さっきの照れ屋のナースが照れていた理由はこれだな……。
「悔しいが俺の負けだ……」そうガッカリしながら俺は王様がいる街へ向かおうとした。
しかしふと気づくいた「ここは何処だ?王様は何処にいるんだ?」そう言えば俺は転生された身、地図か何か貰わないと。
そう思い再び病院へ戻りナースに地図を貰った。
ナースは地図を渡す際に「スカイ様専用の馬をこちらで預かっていました。どうぞお連れください」と馬小屋から転生前のスカイの愛馬を連れてきた。
その馬は綺麗な白い毛並みに生き生きとした目、そしてしっかりとした筋肉が付いている。
「まさか、イケメン顔に白馬ってこれが本当の白馬の王子ってか……」いや、そんな事よりも人間が痩せ細っているのに馬はしっかりとした体つき……。
もちろん、どちらも大切だけどやっぱり人間も人間らしく生きて欲しい。
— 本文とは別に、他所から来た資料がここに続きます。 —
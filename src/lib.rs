//! Client for the luftdaten.info (sensor.community) air-quality API.
//!
//! [`Reader`] fetches the newest reading of a public sensor and flattens it
//! into measurement type -> value. [`Pusher`] submits local measurements to
//! the ingestion endpoint. Both borrow a caller-owned [`reqwest::Client`]
//! and make exactly one request per call, bounded by a timeout.

pub mod config;
mod error;
pub mod pusher;
pub mod reader;
pub mod sensor_type;
mod transport;

#[cfg(test)]
mod test_support;

use std::time::Duration;

pub use crate::error::{LuftdatenError, Result};
pub use crate::pusher::{PushPayload, Pusher, SensorDataValue};
pub use crate::reader::{Reader, SensorMeta};
pub use crate::sensor_type::{SensorType, UnknownSensorType};

pub const DEFAULT_API_URL: &str = "https://api.luftdaten.info/v1";
pub const DEFAULT_PUSH_URL: &str = "http://api.luftdaten.info/v1/push-sensor-data/";
pub const DEFAULT_TIMEOUT: Duration = Duration::from_secs(60);
use super::{PushPayload, Pusher, SensorDataValue};
use crate::error::LuftdatenError;
use crate::sensor_type::SensorType;
use crate::test_support::{refused_url, Canned, MockApi};
use axum::http::{Method, StatusCode};
use reqwest::Client;
use serde_json::json;
use std::collections::BTreeMap;
use std::time::Duration;

const PUSH_PATH: &str = "/v1/push-sensor-data/";

fn pusher_for(api: &MockApi, sensor_type: SensorType, chip_id: &str) -> Pusher {
    Pusher::new(sensor_type, chip_id, "luftdaten-rs-test", Client::new())
        .expect("pusher")
        .with_endpoint(api.url(PUSH_PATH))
}

#[test]
fn payload_has_one_entry_per_reading() {
    let readings = BTreeMap::from([("P1", 10.5), ("P2", 5.0)]);
    let payload = PushPayload::new("1.0", readings);

    assert_eq!(
        payload.sensordatavalues,
        vec![
            SensorDataValue {
                value_type: "P1".to_string(),
                value: 10.5
            },
            SensorDataValue {
                value_type: "P2".to_string(),
                value: 5.0
            },
        ]
    );
    assert_eq!(
        serde_json::to_value(&payload).expect("encode"),
        json!({
            "software_version": "1.0",
            "sensordatavalues": [
                {"value_type": "P1", "value": 10.5},
                {"value_type": "P2", "value": 5.0}
            ]
        })
    );
}

#[test]
fn headers_carry_pin_and_chip_id() {
    let pusher = Pusher::new(SensorType::Bme280, "esp8266-12345678", "v1", Client::new())
        .expect("pusher");
    let headers = pusher.headers();

    assert_eq!(headers["content-type"], "application/json");
    assert_eq!(headers["x-pin"], "11");
    assert_eq!(headers["x-sensor"], "esp8266-12345678");
    assert_eq!(pusher.pin(), 11);
}

#[test]
fn invalid_chip_id_is_rejected_at_construction() {
    let err = Pusher::from_pin(1, "esp\n8266", "v1", Client::new())
        .err()
        .expect("invalid header value");
    assert!(matches!(err, LuftdatenError::InvalidHeader { .. }), "{err:?}");
}

#[tokio::test]
async fn push_posts_json_with_sensor_headers() {
    let api = MockApi::start(vec![Canned::json(r#"{"status": "ok"}"#)]).await;
    let pusher = pusher_for(&api, SensorType::Sds011, "esp8266-1");

    pusher
        .push(vec![("P1", 10.5), ("P2", 5.0)])
        .await
        .expect("push");

    let requests = api.requests();
    assert_eq!(requests.len(), 1);
    let request = &requests[0];
    assert_eq!(request.method, Method::POST);
    assert_eq!(request.path, PUSH_PATH);
    assert_eq!(request.header("x-pin"), Some("1"));
    assert_eq!(request.header("x-sensor"), Some("esp8266-1"));
    assert_eq!(request.header("content-type"), Some("application/json"));
    assert_eq!(
        request.json(),
        json!({
            "software_version": "luftdaten-rs-test",
            "sensordatavalues": [
                {"value_type": "P1", "value": 10.5},
                {"value_type": "P2", "value": 5.0}
            ]
        })
    );
}

#[tokio::test]
async fn html_and_broken_json_responses_are_ignored() {
    let api = MockApi::start(vec![
        Canned::html("<html>ok</html>"),
        Canned::json("{not json"),
    ])
    .await;
    let pusher = pusher_for(&api, SensorType::Bmp180, "esp8266-2");

    pusher
        .push([("temperature", 21.0), ("pressure", 101_325.0)])
        .await
        .expect("html response");
    pusher
        .push([("temperature", 21.5)])
        .await
        .expect("undecodable json response");
    assert_eq!(api.requests().len(), 2);
}

#[tokio::test]
async fn error_status_is_logged_but_not_raised_by_default() {
    let api = MockApi::start(vec![
        Canned::json(r#"{"detail": "bad pin"}"#).with_status(StatusCode::BAD_REQUEST)
    ])
    .await;
    let pusher = pusher_for(&api, SensorType::Sds011, "esp8266-3");

    pusher.push([("P1", 1.0)]).await.expect("lenient push");
}

#[tokio::test]
async fn strict_mode_rejects_error_status() {
    let api = MockApi::start(vec![
        Canned::html("server error").with_status(StatusCode::INTERNAL_SERVER_ERROR)
    ])
    .await;
    let pusher = pusher_for(&api, SensorType::Sds011, "esp8266-4").strict_status(true);

    let err = pusher.push([("P1", 1.0)]).await.expect_err("strict push");
    match err {
        LuftdatenError::Rejected { status } => {
            assert_eq!(status, reqwest::StatusCode::INTERNAL_SERVER_ERROR)
        }
        other => panic!("unexpected error {other:?}"),
    }
}

#[tokio::test]
async fn push_timeout_is_connection_error() {
    let api = MockApi::start(vec![
        Canned::json("{}").delayed(Duration::from_secs(5))
    ])
    .await;
    let pusher =
        pusher_for(&api, SensorType::Pms7003, "esp8266-5").with_timeout(Duration::from_millis(100));

    let err = pusher.push([("P0", 3.0)]).await.expect_err("timeout");
    assert!(err.is_timeout(), "{err:?}");
}

#[tokio::test]
async fn push_refused_is_connection_error() {
    let pusher = Pusher::new(SensorType::Sds011, "esp8266-6", "v1", Client::new())
        .expect("pusher")
        .with_endpoint(format!("{}{PUSH_PATH}", refused_url()));

    let err = pusher.push([("P1", 1.0)]).await.expect_err("refused");
    assert!(err.is_connection(), "{err:?}");
}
改めて白馬とナースを見て改めて誓おう『神』ではなくこの国の人々に!。
「このまま西に進めば3日ほどで王様の城へ到着しますよ!」照れ屋のナースは笑顔で俺にそう教えてくれた。
「では、色々ありがどう。この国は俺が変えてみせるよ」ナース達に格好つけてそう言うと白馬に跨った。
しかし、全く微動だにしない白馬。
「あれ、どうやったら走るんだ?俺乗馬した事ないから分からないや……。」ナース達の呆れた視線が痛く急に恥ずかしくなる。
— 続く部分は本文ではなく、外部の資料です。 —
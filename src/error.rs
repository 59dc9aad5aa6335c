use reqwest::header::InvalidHeaderValue;
use reqwest::StatusCode;

pub type Result<T, E = LuftdatenError> = std::result::Result<T, E>;

#[derive(Debug, thiserror::Error)]
pub enum LuftdatenError {
    /// The transport failed or the request timed out. Terminal for the call.
    #[error("can not load data from luftdaten.info: {0}")]
    Connection(#[source] reqwest::Error),
    /// The server answered with something other than JSON (gateway or
    /// maintenance page). Counts as a connection failure.
    #[error("luftdaten.info answered HTTP {status} with {content_type:?} instead of JSON")]
    Unavailable {
        status: StatusCode,
        content_type: Option<String>,
    },
    /// The request went through but the response can not be used.
    #[error("malformed response from luftdaten.info: {0}")]
    Malformed(String),
    /// Push endpoint answered with a non-success status (strict mode only).
    #[error("luftdaten.info rejected the push with HTTP {status}")]
    Rejected { status: StatusCode },
    #[error("chip id {chip_id:?} is not a valid X-Sensor header value")]
    InvalidHeader {
        chip_id: String,
        #[source]
        source: InvalidHeaderValue,
    },
}

impl LuftdatenError {
    pub(crate) fn malformed(detail: impl Into<String>) -> Self {
        Self::Malformed(detail.into())
    }

    pub fn is_connection(&self) -> bool {
        matches!(self, Self::Connection(_) | Self::Unavailable { .. })
    }

    pub fn is_timeout(&self) -> bool {
        matches!(self, Self::Connection(err) if err.is_timeout())
    }
}

impl From<reqwest::Error> for LuftdatenError {
    fn from(err: reqwest::Error) -> Self {
        tracing::error!(error = %err, "Can not load data from luftdaten.info");
        Self::Connection(err)
    }
}
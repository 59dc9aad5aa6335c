mod cli;

use crate::cli::{Cli, Commands, FetchArgs, PushArgs, ValidateArgs};
use anyhow::{anyhow, Context, Result};
use clap::Parser;
use luftdaten::config::Config;
use luftdaten::{Pusher, Reader, SensorType};
use reqwest::Client;
use std::process::ExitCode;

fn init_tracing() -> Result<()> {
    let env_filter = tracing_subscriber::EnvFilter::try_from_default_env()
        .unwrap_or_else(|_| "info,luftdaten=info".into());
    tracing_subscriber::fmt()
        .with_env_filter(env_filter)
        .with_target(true)
        .with_writer(std::io::stderr)
        .try_init()
        .map_err(|err| anyhow!(err.to_string()))?;
    Ok(())
}

#[tokio::main]
async fn main() -> Result<ExitCode> {
    let cli = Cli::parse();
    let mut config = Config::from_env()?;
    init_tracing()?;
    if let Some(timeout_secs) = cli.timeout_secs {
        config.timeout_secs = timeout_secs;
    }

    let http = Client::new();
    match cli.command {
        Commands::Fetch(args) => fetch(&config, http, args).await,
        Commands::Validate(args) => validate(&config, http, args).await,
        Commands::Push(args) => push(&config, http, args).await,
        Commands::SensorTypes => {
            for sensor in SensorType::ALL {
                println!(
                    "{:<8} pin {:>2}  {}",
                    sensor.model(),
                    sensor.pin(),
                    sensor.value_types().join(", ")
                );
            }
            Ok(ExitCode::SUCCESS)
        }
    }
}

fn reader(config: &Config, http: Client, sensor_id: u64) -> Reader {
    Reader::new(sensor_id, http)
        .with_base_url(config.api_url.clone())
        .with_timeout(config.timeout())
}

async fn fetch(config: &Config, http: Client, args: FetchArgs) -> Result<ExitCode> {
    let mut reader = reader(config, http, args.sensor_id);
    reader
        .fetch()
        .await
        .with_context(|| format!("fetching sensor {}", args.sensor_id))?;

    if args.json {
        let snapshot = serde_json::json!({
            "meta": reader.meta(),
            "values": reader.values(),
        });
        println!("{}", serde_json::to_string_pretty(&snapshot)?);
        return Ok(ExitCode::SUCCESS);
    }

    match reader.meta() {
        Some(meta) => println!(
            "sensor {} at lon {} lat {}",
            meta.sensor_id, meta.longitude, meta.latitude
        ),
        None => println!("sensor {} has no readings", reader.sensor_id()),
    }
    for (value_type, value) in reader.values() {
        match value {
            Some(value) => println!("{value_type:<12} {value}"),
            None => println!("{value_type:<12} -"),
        }
    }
    Ok(ExitCode::SUCCESS)
}

async fn validate(config: &Config, http: Client, args: ValidateArgs) -> Result<ExitCode> {
    let mut reader = reader(config, http, args.sensor_id);
    reader
        .fetch()
        .await
        .with_context(|| format!("fetching sensor {}", args.sensor_id))?;
    if reader.validate() {
        println!("valid");
        Ok(ExitCode::SUCCESS)
    } else {
        println!("invalid");
        Ok(ExitCode::FAILURE)
    }
}

async fn push(config: &Config, http: Client, args: PushArgs) -> Result<ExitCode> {
    let chip_id = args
        .chip_id
        .or_else(|| config.chip_id.clone())
        .context("--chip-id or LUFTDATEN_CHIP_ID is required for push")?;
    let software_version = args
        .software_version
        .unwrap_or_else(|| config.software_version.clone());

    let pusher = Pusher::new(args.sensor_type, chip_id, software_version, http)?
        .with_endpoint(config.push_url.clone())
        .with_timeout(config.timeout())
        .strict_status(args.strict || config.push_strict);

    let count = args.readings.len();
    pusher
        .push(args.readings)
        .await
        .context("pushing to luftdaten.info")?;
    tracing::info!(
        sensor_type = %args.sensor_type,
        pin = pusher.pin(),
        chip_id = pusher.chip_id(),
        count,
        "pushed measurements"
    );
    Ok(ExitCode::SUCCESS)
}
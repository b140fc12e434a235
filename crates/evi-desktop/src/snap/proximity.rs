//! Edge and corner proximity during a window move

use super::SnapLayout;
use crate::math::{Size, Vec2};

/// Layout the pointer is hovering over, if it is within `margin` of an edge
///
/// Corners are tested before edges because a pointer near a corner is also
/// near both adjoining edges. The top edge alone maps to [`SnapLayout::Full`].
/// Points outside the surface count as near the edges they have crossed.
pub fn snap_at(pointer: Vec2, surface: Size, margin: f32) -> Option<SnapLayout> {
    let near_left = pointer.x < margin;
    let near_right = pointer.x > surface.width - margin;
    let near_top = pointer.y < margin;
    let near_bottom = pointer.y > surface.height - margin;

    if near_top && near_left {
        Some(SnapLayout::TopLeft)
    } else if near_top && near_right {
        Some(SnapLayout::TopRight)
    } else if near_bottom && near_left {
        Some(SnapLayout::BottomLeft)
    } else if near_bottom && near_right {
        Some(SnapLayout::BottomRight)
    } else if near_top {
        Some(SnapLayout::Full)
    } else if near_left {
        Some(SnapLayout::Left)
    } else if near_right {
        Some(SnapLayout::Right)
    } else {
        None
    }
}
//! Pointer input: the drag/resize state machine
//!
//! The [`InputRouter`] holds the single live [`DragState`]. Geometry for a
//! resize is always derived from the snapshot taken at grab time by
//! [`calculate_resize`], never accumulated tick by tick.

mod direction;
mod drag;
mod resize;

pub use direction::ResizeDirection;
pub use drag::{DragState, InputResult, InputRouter};
pub use resize::calculate_resize;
先ほどの照れ屋のナースがふふっと笑いながら「約束ですよ!」と言い白馬の尻を叩くとヒヒーンと鳴き出し急に走り出した。
「お、おい!急に走り出すなよ!」白馬に言ったがもちろん馬なので言葉が通じずそのまま俺は森へ消えた。
そう言えば言葉が通じないで思い出したけど何で俺の世界で平気で会話できているんだ?しばらく白馬乗りながら考えていだが「どうせあのバカ2人組のおかげだろう」と
無駄に頭を使うのをやめた。
――その頃神様と閻魔大王は……
「おい、こいつ神じゃなくてたかが人間に誓ったぞ。地獄じゃ地獄!」酒に飲まれた神様が下界の空を見ながら暴れた。
「まぁまぁ、序盤だし許してやろう。とりあえず飲め飲め!」こちらも酒に飲まれ気が緩んでいる閻魔大王。
「許せるか!バカとも言ってるんだぞ!生き返るチャンスをやってあげたいのに何と恩知らずな!」
「許してあげてやれ神よ。それより飲め飲め!」神のコップには溢れんばかりの酒が注がれた。
「何が神じゃなくこの国の人々に誓おうだ!キザなセリフを平然と吐きおって共感性羞恥心というやつじゃ!こっちが恥ずかしくなる!」神様は注がれたお酒を一気に飲み干した。
「相変わらずつまみがいいと言い飲みっぷりだ!さあどんどん飲め!」閻魔大王は酔っ払いながら大満足という笑顔でさらに酒を注いだ。
そのまま2人は記憶をなくすまで飲み続けた……。
……話を戻して――
空はしばらく森を走っていると……。いや、森から抜け出すことができない。完全に迷った。
「ここは何処だ?森は木が多く生えているから迷いやすいって誰かが言ってたよな……」やばい、完全に終わった。もしかしたら俺はみんなを幸せにすることができずにこのままくたばるのか?
普通に考えたら知らない土地の森に闇雲に入ったら迷うのは当然だよな……。何やってんだ俺、ていうかあの照れ屋のナースもいきなり馬の尻を叩くなよな。
「少しは馬の扱い方を教ろっての!」少し不安になり叫びたくなったので思い切り叫んだ。俺の声は森中に響いた。
「やべ、獣とかいたら俺がいること気づかれるじゃん」俺は焦りながら跨いでいる白馬の尻を足でトントンと軽く叩いて再び歩かせ前へ進んだ。
辺り一面暗くなりさらに不安になる。
しばらく歩くと少し開けた場所を見つけ「今日はここで野宿するか」本当は嫌だけどやるしかないよな……と頬をバシッと叩き気合を入れ直し「と、とりあえず火をつけないと」と木の枝を拾い集めた。
「確か、木と木を擦って火種を作るんだよな」そう思い少し太い木に穴を開けてその穴に木の枝を立て回転させ擦った。
何時間経っただろうか……。やっと火種ができた
「日本だったらスイッチ一つで火がつくのに……」そう文句を言いながら火種に木のささくれを乗せて慎重に息を吹きかけた。
慎重に……慎重に……。ここで焦ったらまた一からやり直しだ。そう思い全集中を火種に注ぎ空気を送る。
すると数分後……。ボワっと火種は小さな火になった。
すぐにその日に木の皮を交互に乗せさらに空気を送る。
「頼む、大きくなってくれ……」俺の願いは届いた。
火はみるみる大きくなり俺は太い木の枝と細い木の枝を交互に火の中に入れさらに火を大きくした。
「やった……」思わず出た言葉。初めて自分の力でつけた火を見て感動してしまった。
「俺ってもしかしたらやればできる子?」
俺は少し疲れたので地面に横になった。
「とりあえずこれで獣には襲われずにすむな」と安心したせいか、俺は眠りについてしまった。